→ Task directions:
Return only the lines of the listing below that run from the line with "is the sender's." through the line with "let script = ||", both ends included, exactly as written.

[[ Data to examine open ]]

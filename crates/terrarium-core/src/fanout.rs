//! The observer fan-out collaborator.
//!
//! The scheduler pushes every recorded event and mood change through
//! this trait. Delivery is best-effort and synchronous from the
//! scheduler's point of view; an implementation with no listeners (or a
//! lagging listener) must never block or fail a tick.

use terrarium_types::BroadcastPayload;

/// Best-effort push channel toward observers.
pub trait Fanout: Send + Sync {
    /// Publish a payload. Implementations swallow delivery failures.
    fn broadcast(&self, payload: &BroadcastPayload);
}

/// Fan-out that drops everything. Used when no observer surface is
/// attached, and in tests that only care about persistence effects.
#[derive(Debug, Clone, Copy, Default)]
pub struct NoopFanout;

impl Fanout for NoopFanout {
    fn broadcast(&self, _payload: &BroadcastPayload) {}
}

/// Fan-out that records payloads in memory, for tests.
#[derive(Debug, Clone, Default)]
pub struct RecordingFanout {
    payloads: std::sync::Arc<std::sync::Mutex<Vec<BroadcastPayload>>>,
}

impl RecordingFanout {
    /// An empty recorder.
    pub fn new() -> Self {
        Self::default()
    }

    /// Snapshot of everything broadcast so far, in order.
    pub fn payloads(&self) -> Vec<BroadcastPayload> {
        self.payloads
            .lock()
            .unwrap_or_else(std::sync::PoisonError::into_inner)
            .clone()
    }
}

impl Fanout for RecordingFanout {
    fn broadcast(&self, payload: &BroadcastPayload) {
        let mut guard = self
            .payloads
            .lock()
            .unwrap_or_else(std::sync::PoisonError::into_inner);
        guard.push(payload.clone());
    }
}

[[ Data to examine closed ]]
[[ Data to examine open ]]

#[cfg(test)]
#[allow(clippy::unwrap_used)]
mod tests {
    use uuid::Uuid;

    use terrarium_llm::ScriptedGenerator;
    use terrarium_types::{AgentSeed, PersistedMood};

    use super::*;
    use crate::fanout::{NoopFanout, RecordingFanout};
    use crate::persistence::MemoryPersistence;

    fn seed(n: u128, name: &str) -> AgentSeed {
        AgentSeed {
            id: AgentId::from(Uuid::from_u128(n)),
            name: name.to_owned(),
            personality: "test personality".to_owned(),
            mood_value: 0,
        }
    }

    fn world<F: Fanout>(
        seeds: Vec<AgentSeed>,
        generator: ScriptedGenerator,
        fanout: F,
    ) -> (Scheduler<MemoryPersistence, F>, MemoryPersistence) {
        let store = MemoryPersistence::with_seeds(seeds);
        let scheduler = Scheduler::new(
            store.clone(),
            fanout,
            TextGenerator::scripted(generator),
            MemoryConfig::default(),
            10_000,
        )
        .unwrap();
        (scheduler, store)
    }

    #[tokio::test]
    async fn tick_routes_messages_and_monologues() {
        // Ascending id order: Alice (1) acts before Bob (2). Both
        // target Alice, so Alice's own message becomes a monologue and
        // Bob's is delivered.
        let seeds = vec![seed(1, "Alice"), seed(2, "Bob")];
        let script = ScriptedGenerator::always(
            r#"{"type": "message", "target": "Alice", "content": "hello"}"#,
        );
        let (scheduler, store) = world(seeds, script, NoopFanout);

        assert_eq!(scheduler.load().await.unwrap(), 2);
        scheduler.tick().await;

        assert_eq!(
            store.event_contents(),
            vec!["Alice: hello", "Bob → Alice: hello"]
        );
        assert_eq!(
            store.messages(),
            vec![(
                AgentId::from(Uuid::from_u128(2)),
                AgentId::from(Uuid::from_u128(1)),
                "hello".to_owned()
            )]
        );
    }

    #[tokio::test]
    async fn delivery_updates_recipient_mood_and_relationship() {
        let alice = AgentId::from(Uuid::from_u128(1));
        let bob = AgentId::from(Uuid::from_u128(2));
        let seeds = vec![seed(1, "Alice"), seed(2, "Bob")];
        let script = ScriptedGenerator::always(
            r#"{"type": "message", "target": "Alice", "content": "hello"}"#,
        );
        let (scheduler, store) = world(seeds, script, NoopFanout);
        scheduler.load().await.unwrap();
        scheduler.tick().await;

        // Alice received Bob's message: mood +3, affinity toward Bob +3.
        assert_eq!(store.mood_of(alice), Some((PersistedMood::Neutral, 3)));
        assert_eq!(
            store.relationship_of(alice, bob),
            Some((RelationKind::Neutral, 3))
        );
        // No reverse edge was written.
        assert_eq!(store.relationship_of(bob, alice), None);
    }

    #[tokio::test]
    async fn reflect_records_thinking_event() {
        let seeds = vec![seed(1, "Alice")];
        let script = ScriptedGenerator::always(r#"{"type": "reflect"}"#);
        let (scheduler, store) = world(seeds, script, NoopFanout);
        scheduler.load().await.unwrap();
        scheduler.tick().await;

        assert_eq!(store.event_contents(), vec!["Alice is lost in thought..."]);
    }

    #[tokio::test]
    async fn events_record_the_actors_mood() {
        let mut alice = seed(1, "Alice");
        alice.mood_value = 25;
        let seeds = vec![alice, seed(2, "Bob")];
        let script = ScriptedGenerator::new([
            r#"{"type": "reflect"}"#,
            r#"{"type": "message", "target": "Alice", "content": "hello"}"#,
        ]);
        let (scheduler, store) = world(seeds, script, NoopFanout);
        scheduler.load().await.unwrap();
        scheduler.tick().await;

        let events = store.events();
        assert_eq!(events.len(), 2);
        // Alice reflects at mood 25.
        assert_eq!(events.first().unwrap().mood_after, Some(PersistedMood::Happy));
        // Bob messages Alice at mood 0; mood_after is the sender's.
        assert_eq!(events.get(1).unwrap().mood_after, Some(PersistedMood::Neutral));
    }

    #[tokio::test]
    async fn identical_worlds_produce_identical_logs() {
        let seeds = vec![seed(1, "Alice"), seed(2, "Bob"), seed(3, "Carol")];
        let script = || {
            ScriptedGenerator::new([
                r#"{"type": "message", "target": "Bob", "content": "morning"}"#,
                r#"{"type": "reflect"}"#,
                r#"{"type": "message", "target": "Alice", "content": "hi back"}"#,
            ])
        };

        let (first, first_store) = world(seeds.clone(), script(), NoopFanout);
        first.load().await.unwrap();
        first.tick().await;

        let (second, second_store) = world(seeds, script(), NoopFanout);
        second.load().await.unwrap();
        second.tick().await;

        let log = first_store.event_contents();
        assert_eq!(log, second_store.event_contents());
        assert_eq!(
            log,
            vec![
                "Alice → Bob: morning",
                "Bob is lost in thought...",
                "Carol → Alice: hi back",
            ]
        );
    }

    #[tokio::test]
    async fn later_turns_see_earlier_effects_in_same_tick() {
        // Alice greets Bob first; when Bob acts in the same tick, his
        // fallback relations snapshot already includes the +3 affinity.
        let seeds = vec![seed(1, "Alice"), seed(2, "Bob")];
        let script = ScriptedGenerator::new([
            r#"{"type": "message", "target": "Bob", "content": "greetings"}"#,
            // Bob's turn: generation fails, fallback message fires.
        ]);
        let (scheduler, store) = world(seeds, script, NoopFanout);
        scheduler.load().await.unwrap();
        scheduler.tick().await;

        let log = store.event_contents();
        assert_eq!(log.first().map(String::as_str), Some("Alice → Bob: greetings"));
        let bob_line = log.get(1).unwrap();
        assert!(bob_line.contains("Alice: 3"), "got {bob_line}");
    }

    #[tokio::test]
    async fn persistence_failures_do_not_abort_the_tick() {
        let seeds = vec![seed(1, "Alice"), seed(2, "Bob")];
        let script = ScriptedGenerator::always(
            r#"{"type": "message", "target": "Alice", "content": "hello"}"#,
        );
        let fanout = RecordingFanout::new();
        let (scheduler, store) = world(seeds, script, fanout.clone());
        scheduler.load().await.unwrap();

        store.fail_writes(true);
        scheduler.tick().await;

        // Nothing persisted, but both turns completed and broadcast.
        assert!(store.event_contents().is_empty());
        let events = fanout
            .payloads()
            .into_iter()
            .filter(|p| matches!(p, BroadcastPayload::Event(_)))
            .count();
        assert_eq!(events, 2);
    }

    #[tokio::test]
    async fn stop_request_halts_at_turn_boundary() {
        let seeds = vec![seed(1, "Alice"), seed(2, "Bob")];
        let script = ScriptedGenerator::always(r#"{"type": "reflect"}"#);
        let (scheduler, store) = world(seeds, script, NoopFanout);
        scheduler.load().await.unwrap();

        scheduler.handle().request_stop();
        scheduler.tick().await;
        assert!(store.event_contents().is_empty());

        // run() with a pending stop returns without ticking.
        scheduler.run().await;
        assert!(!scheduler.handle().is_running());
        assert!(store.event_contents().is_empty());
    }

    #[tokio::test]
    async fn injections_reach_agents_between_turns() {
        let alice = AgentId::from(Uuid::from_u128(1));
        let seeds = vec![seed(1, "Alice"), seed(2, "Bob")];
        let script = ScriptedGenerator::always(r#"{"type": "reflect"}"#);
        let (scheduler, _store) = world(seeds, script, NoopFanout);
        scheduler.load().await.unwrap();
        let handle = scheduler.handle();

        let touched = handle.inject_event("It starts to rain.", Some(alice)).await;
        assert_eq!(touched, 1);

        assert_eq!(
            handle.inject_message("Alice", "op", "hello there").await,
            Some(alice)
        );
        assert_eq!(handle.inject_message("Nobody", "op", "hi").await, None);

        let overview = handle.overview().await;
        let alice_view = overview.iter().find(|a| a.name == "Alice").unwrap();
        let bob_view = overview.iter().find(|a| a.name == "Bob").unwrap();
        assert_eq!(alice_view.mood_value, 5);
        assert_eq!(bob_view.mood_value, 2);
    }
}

[[ Data to examine closed ]]

→ Result for this task:
        // Bob messages Alice at mood 0; mood_after is the sender's.
        assert_eq!(events.get(1).unwrap().mood_after, Some(PersistedMood::Neutral));
    }

    #[tokio::test]
    async fn identical_worlds_produce_identical_logs() {
        let seeds = vec![seed(1, "Alice"), seed(2, "Bob"), seed(3, "Carol")];
        let script = || {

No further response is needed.